- _DATA TO USE_
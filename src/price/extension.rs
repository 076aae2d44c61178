//! Extension-claim pricing.
//!
//! The claim extension ships in an ERC721 and an ERC1155 shape that share
//! selectors but not return layouts. Every call tries the detected shape
//! first and the other one on any failure, decoding included.

use ethers::abi::Token;
use ethers::types::{Address, U256};
use tracing::{debug, warn};

use super::{PriceResolver, Priced};
use crate::error::PricingError;
use crate::evm::gateway::{token_address, token_bytes32, token_string, token_uint};
use crate::registry::abi;
use crate::types::{ClaimAttachment, ClaimRecord, ContractClassification, MintRequestParams, PriceQuote};
use crate::utils::first_success;

#[derive(Debug)]
struct ClaimShape {
    erc1155: bool,
    get_claim: &'static str,
    get_claim_for_token: &'static str,
}

static ERC721_SHAPE: ClaimShape = ClaimShape {
    erc1155: false,
    get_claim: abi::EXT721_GET_CLAIM,
    get_claim_for_token: abi::EXT721_GET_CLAIM_FOR_TOKEN,
};

static ERC1155_SHAPE: ClaimShape = ClaimShape {
    erc1155: true,
    get_claim: abi::EXT1155_GET_CLAIM,
    get_claim_for_token: abi::EXT1155_GET_CLAIM_FOR_TOKEN,
};

fn shapes(erc1155_first: bool) -> [&'static ClaimShape; 2] {
    if erc1155_first {
        [&ERC1155_SHAPE, &ERC721_SHAPE]
    } else {
        [&ERC721_SHAPE, &ERC1155_SHAPE]
    }
}

/// Positions shared by both record layouts
const RECORD_FIELDS: usize = 13;
const COST: usize = 9;
const PAYMENT_RECEIVER: usize = 10;
const ERC20: usize = 11;

#[derive(Debug, Clone, Copy)]
enum Lookup {
    Instance(U256),
    Token(U256),
}

impl Lookup {
    /// A well-formed instance id wins over a token id
    fn from_params(params: &MintRequestParams) -> Option<Self> {
        params
            .parsed_instance_id()
            .map(Lookup::Instance)
            .or(params.token_id.map(Lookup::Token))
    }
}

fn parse_record(shape: &ClaimShape, token: &Token) -> Result<ClaimRecord, PricingError> {
    let fields = match token {
        Token::Tuple(fields) if fields.len() == RECORD_FIELDS => fields,
        _ => return Err(PricingError::shape("claim record is not a 13-field tuple")),
    };
    // the ERC1155 layout has no `identical` flag and carries a token id
    let (merkle_root, location, token_id) = if shape.erc1155 { (6, 7, Some(8)) } else { (7, 8, None) };

    Ok(ClaimRecord {
        instance_id: None,
        total: token_uint(&fields[0], "total")?,
        total_max: token_uint(&fields[1], "totalMax")?,
        wallet_max: token_uint(&fields[2], "walletMax")?,
        start_date: token_uint(&fields[3], "startDate")?,
        end_date: token_uint(&fields[4], "endDate")?,
        merkle_root: token_bytes32(&fields[merkle_root], "merkleRoot")?,
        location: token_string(&fields[location], "location")?,
        token_id: token_id.map(|i| token_uint(&fields[i], "tokenId")).transpose()?,
        cost: token_uint(&fields[COST], "cost")?,
        payment_receiver: token_address(&fields[PAYMENT_RECEIVER], "paymentReceiver")?,
        erc20: token_address(&fields[ERC20], "erc20")?,
    })
}

/// `getClaim` returns the record; `getClaimForToken` returns
/// `(instanceId, record)` and the instance id is adopted from it.
fn parse_lookup(shape: &ClaimShape, lookup: Lookup, tokens: &[Token]) -> Result<ClaimRecord, PricingError> {
    match (lookup, tokens) {
        (Lookup::Instance(id), [record]) => Ok(ClaimRecord {
            instance_id: Some(id),
            ..parse_record(shape, record)?
        }),
        (Lookup::Token(_), [instance, record]) => Ok(ClaimRecord {
            instance_id: Some(token_uint(instance, "instanceId")?),
            ..parse_record(shape, record)?
        }),
        (_, other) => Err(PricingError::shape(format!("unexpected claim lookup output of {} values", other.len()))),
    }
}

impl PriceResolver {
    pub(super) async fn extension_claim(
        &self,
        classification: &ContractClassification,
        params: &MintRequestParams,
    ) -> Result<Priced, PricingError> {
        let creator = classification.contract_address;
        let extension = classification.extension_address.unwrap_or(creator);
        let shapes = shapes(classification.is_erc1155);
        let lookup = Lookup::from_params(params);

        let fee = self.mint_fee(extension).await;
        let record = match lookup {
            Some(lookup) => self.claim_record(extension, creator, lookup, shapes).await,
            None => None,
        };

        let (fee, mut fallback_reason) = match fee {
            Some(fee) => (fee, None),
            // one fee-only retry before the configured default
            None => match self.mint_fee(extension).await {
                Some(fee) => (fee, None),
                None => {
                    warn!("MINT_FEE unreachable on {:?}, using default fee", extension);
                    (
                        self.registry.config().default_extension_fee,
                        Some("mint fee unreachable, default fee applied".to_string()),
                    )
                }
            },
        };

        let Some(record) = record else {
            if lookup.is_some() {
                warn!("No usable claim record on {:?}, pricing fee only", extension);
                fallback_reason.get_or_insert_with(|| "claim record unavailable, fee only".to_string());
            }
            return Ok(Priced::quote(PriceQuote {
                unit_price: U256::zero(),
                total_cost: fee,
                erc20: None,
                fallback_reason,
            }));
        };

        let quote = if record.erc20.is_zero() {
            PriceQuote {
                unit_price: record.cost,
                total_cost: fee.saturating_add(record.cost),
                erc20: None,
                fallback_reason,
            }
        } else {
            let detail = self
                .erc20_detail(record.erc20, extension, params.recipient, record.cost)
                .await?;
            PriceQuote {
                unit_price: record.cost,
                total_cost: fee,
                erc20: Some(detail),
                fallback_reason,
            }
        };

        Ok(Priced::with_claim(quote, ClaimAttachment::Record(record)))
    }

    /// `MINT_FEE` has the same selector and layout in both shapes
    async fn mint_fee(&self, extension: Address) -> Option<U256> {
        match self.gateway.uint(extension, abi::EXT_MINT_FEE, vec![]).await {
            Ok(fee) => Some(fee),
            Err(e) => {
                debug!("MINT_FEE on {:?} failed: {}", extension, e);
                None
            }
        }
    }

    async fn claim_record(
        &self,
        extension: Address,
        creator: Address,
        lookup: Lookup,
        shapes: [&'static ClaimShape; 2],
    ) -> Option<ClaimRecord> {
        let found = first_success(shapes, |shape| async move {
            let (fragment, id) = match lookup {
                Lookup::Instance(id) => (shape.get_claim, id),
                Lookup::Token(id) => (shape.get_claim_for_token, id),
            };
            let tokens = self
                .gateway
                .execute(extension, fragment, vec![Token::Address(creator), Token::Uint(id)])
                .await?;
            parse_lookup(shape, lookup, &tokens)
        })
        .await;

        found.map(|(shape, record)| {
            debug!("Claim record on {:?} decoded with the erc1155={} shape", extension, shape.erc1155);
            record
        })
    }
}

#[cfg(test)]
mod tests {
    use super::*;
    use crate::evm::mock::MockChain;
    use crate::price::tests::{addr, erc20, resolver, uint};
    use crate::registry::RegistryConfig;
    use crate::types::ProviderTag;

    const CREATOR: u64 = 0xc0de;
    const EXTENSION: u64 = 0xe7;

    fn classification(erc1155: bool) -> ContractClassification {
        ContractClassification::unclassified(addr(CREATOR), !erc1155, erc1155)
            .with_provider(ProviderTag::ExtensionClaim)
            .with_extension(addr(EXTENSION))
    }

    fn claim721(cost: u64, currency: Address) -> Token {
        Token::Tuple(vec![
            uint(3),
            uint(100),
            uint(2),
            uint(1_700_000_000),
            uint(0),
            uint(1),
            Token::Bool(true),
            Token::FixedBytes(vec![0; 32]),
            Token::String("ipfs://claim".into()),
            uint(cost),
            Token::Address(addr(0xfee)),
            Token::Address(currency),
            Token::Address(Address::zero()),
        ])
    }

    fn claim1155(token_id: U256, cost: u64) -> Token {
        Token::Tuple(vec![
            uint(3),
            uint(100),
            uint(2),
            uint(1_700_000_000),
            uint(0),
            uint(1),
            Token::FixedBytes(vec![0; 32]),
            Token::String("ipfs://claim".into()),
            Token::Uint(token_id),
            uint(cost),
            Token::Address(addr(0xfee)),
            Token::Address(Address::zero()),
            Token::Address(Address::zero()),
        ])
    }

    fn params() -> MintRequestParams {
        MintRequestParams::new(addr(CREATOR), 1)
    }

    #[tokio::test]
    async fn test_native_claim_adds_cost_to_fee() {
        let chain = MockChain::new()
            .respond(addr(EXTENSION), abi::EXT_MINT_FEE, vec![uint(500)])
            .respond_to(
                addr(EXTENSION),
                abi::EXT721_GET_CLAIM,
                vec![Token::Address(addr(CREATOR)), uint(42)],
                vec![claim721(10_000, Address::zero())],
            );
        let (resolver, _) = resolver(chain, RegistryConfig::default());

        let (quote, updated) = resolver
            .resolve(classification(false), &params().with_instance_id("42").with_amount(3))
            .await;

        assert_eq!(quote.total_cost, U256::from(10_500));
        assert!(quote.erc20.is_none());
        assert!(quote.fallback_reason.is_none());
        assert_eq!(updated.discovered_instance_id(), Some(U256::from(42)));
        assert_eq!(updated.provider, ProviderTag::ExtensionClaim);
    }

    #[tokio::test]
    async fn test_token_lookup_adopts_instance_id() {
        let chain = MockChain::new()
            .respond(addr(EXTENSION), abi::EXT_MINT_FEE, vec![uint(500)])
            .respond(
                addr(EXTENSION),
                abi::EXT721_GET_CLAIM_FOR_TOKEN,
                vec![uint(9), claim721(1_000, Address::zero())],
            );
        let (resolver, _) = resolver(chain, RegistryConfig::default());

        let (quote, updated) = resolver
            .resolve(classification(false), &params().with_token_id(U256::from(77)))
            .await;

        assert_eq!(quote.total_cost, U256::from(1_500));
        assert_eq!(updated.discovered_instance_id(), Some(U256::from(9)));
        match updated.claim {
            Some(ClaimAttachment::Record(record)) => assert_eq!(record.cost, U256::from(1_000)),
            other => panic!("expected a claim record, got {:?}", other),
        }
    }

    #[tokio::test]
    async fn test_falls_back_to_other_shape() {
        // u256::MAX in the token id slot cannot be read as a string offset,
        // so the ERC721 layout fails to decode this ERC1155 record
        let chain = MockChain::new()
            .respond(addr(EXTENSION), abi::EXT_MINT_FEE, vec![uint(500)])
            .respond(addr(EXTENSION), abi::EXT1155_GET_CLAIM, vec![claim1155(U256::MAX, 2_000)]);
        let (resolver, _) = resolver(chain, RegistryConfig::default());

        let (quote, updated) = resolver
            .resolve(classification(false), &params().with_instance_id("1"))
            .await;

        assert_eq!(quote.total_cost, U256::from(2_500));
        match updated.claim {
            Some(ClaimAttachment::Record(record)) => assert_eq!(record.token_id, Some(U256::MAX)),
            other => panic!("expected a claim record, got {:?}", other),
        }
    }

    #[tokio::test]
    async fn test_erc20_claim_prices_fee_only() {
        let token = addr(0x20);
        let chain = erc20(MockChain::new(), token, 6)
            .respond(addr(EXTENSION), abi::EXT_MINT_FEE, vec![uint(500)])
            .respond(addr(EXTENSION), abi::EXT721_GET_CLAIM, vec![claim721(25, token)]);
        let (resolver, chain) = resolver(chain, RegistryConfig::default());

        let (quote, _) = resolver
            .resolve(classification(false), &params().with_instance_id("5").with_recipient(addr(3)))
            .await;

        assert_eq!(quote.total_cost, U256::from(500));
        let detail = quote.erc20.unwrap();
        assert_eq!(detail.address, token);
        assert_eq!(detail.cost, U256::from(25));
        assert_eq!(detail.decimals, 6);
        assert!(chain.was_called(token, abi::ERC20_ALLOWANCE));
    }

    #[tokio::test]
    async fn test_erc20_bad_decimals_uses_default_fee() {
        let token = addr(0x20);
        let chain = erc20(MockChain::new(), token, 300)
            .respond(addr(EXTENSION), abi::EXT_MINT_FEE, vec![uint(500)])
            .respond(addr(EXTENSION), abi::EXT721_GET_CLAIM, vec![claim721(25, token)]);
        let config = RegistryConfig::default();
        let default_fee = config.default_extension_fee;
        let (resolver, _) = resolver(chain, config);

        let (quote, updated) = resolver.resolve(classification(false), &params().with_instance_id("5")).await;

        assert_eq!(quote.total_cost, default_fee);
        assert!(quote.erc20.is_none());
        assert!(quote.fallback_reason.is_some());
        assert!(updated.claim.is_none());
    }

    #[tokio::test]
    async fn test_malformed_record_degrades_to_fee_only() {
        let chain = MockChain::new()
            .respond(addr(EXTENSION), abi::EXT_MINT_FEE, vec![uint(500)])
            .respond(addr(EXTENSION), abi::EXT721_GET_CLAIM, vec![uint(1)]);
        let (resolver, _) = resolver(chain, RegistryConfig::default());

        let (quote, updated) = resolver.resolve(classification(false), &params().with_instance_id("5")).await;

        assert_eq!(quote.total_cost, U256::from(500));
        assert!(quote.fallback_reason.is_some());
        assert!(updated.claim.is_none());
    }

    #[tokio::test]
    async fn test_fee_only_without_ids() {
        let chain = MockChain::new().respond(addr(EXTENSION), abi::EXT_MINT_FEE, vec![uint(500)]);
        let (resolver, chain) = resolver(chain, RegistryConfig::default());

        let (quote, _) = resolver.resolve(classification(true), &params()).await;

        assert_eq!(quote.total_cost, U256::from(500));
        assert!(quote.fallback_reason.is_none());
        assert!(!chain.was_called(addr(EXTENSION), abi::EXT721_GET_CLAIM));
    }

    #[tokio::test]
    async fn test_unreachable_extension_uses_default_fee() {
        let config = RegistryConfig::default().with_default_extension_fee(U256::from(123));
        let (resolver, chain) = resolver(MockChain::new(), config);

        let (quote, _) = resolver.resolve(classification(false), &params().with_instance_id("5")).await;

        assert_eq!(quote.total_cost, U256::from(123));
        assert!(quote.fallback_reason.is_some());
        // first attempt plus the fee-only retry
        assert_eq!(chain.calls_to(addr(EXTENSION), abi::EXT_MINT_FEE), 2);
    }

    #[test]
    fn test_lookup_prefers_instance_id() {
        let both = params().with_instance_id("3").with_token_id(U256::from(8));
        assert!(matches!(Lookup::from_params(&both), Some(Lookup::Instance(id)) if id == U256::from(3)));

        let malformed = params().with_instance_id("-3").with_token_id(U256::from(8));
        assert!(matches!(Lookup::from_params(&malformed), Some(Lookup::Token(_))));
        assert!(Lookup::from_params(&params()).is_none());
    }
}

- _WORK REQUIRED_
What is needed is each line of the entries that contains the word "warn".

- _YOUR RESPONSE_
use tracing::{debug, warn};
                    warn!("MINT_FEE unreachable on {:?}, using default fee", extension);
                warn!("No usable claim record on {:?}, pricing fee only", extension);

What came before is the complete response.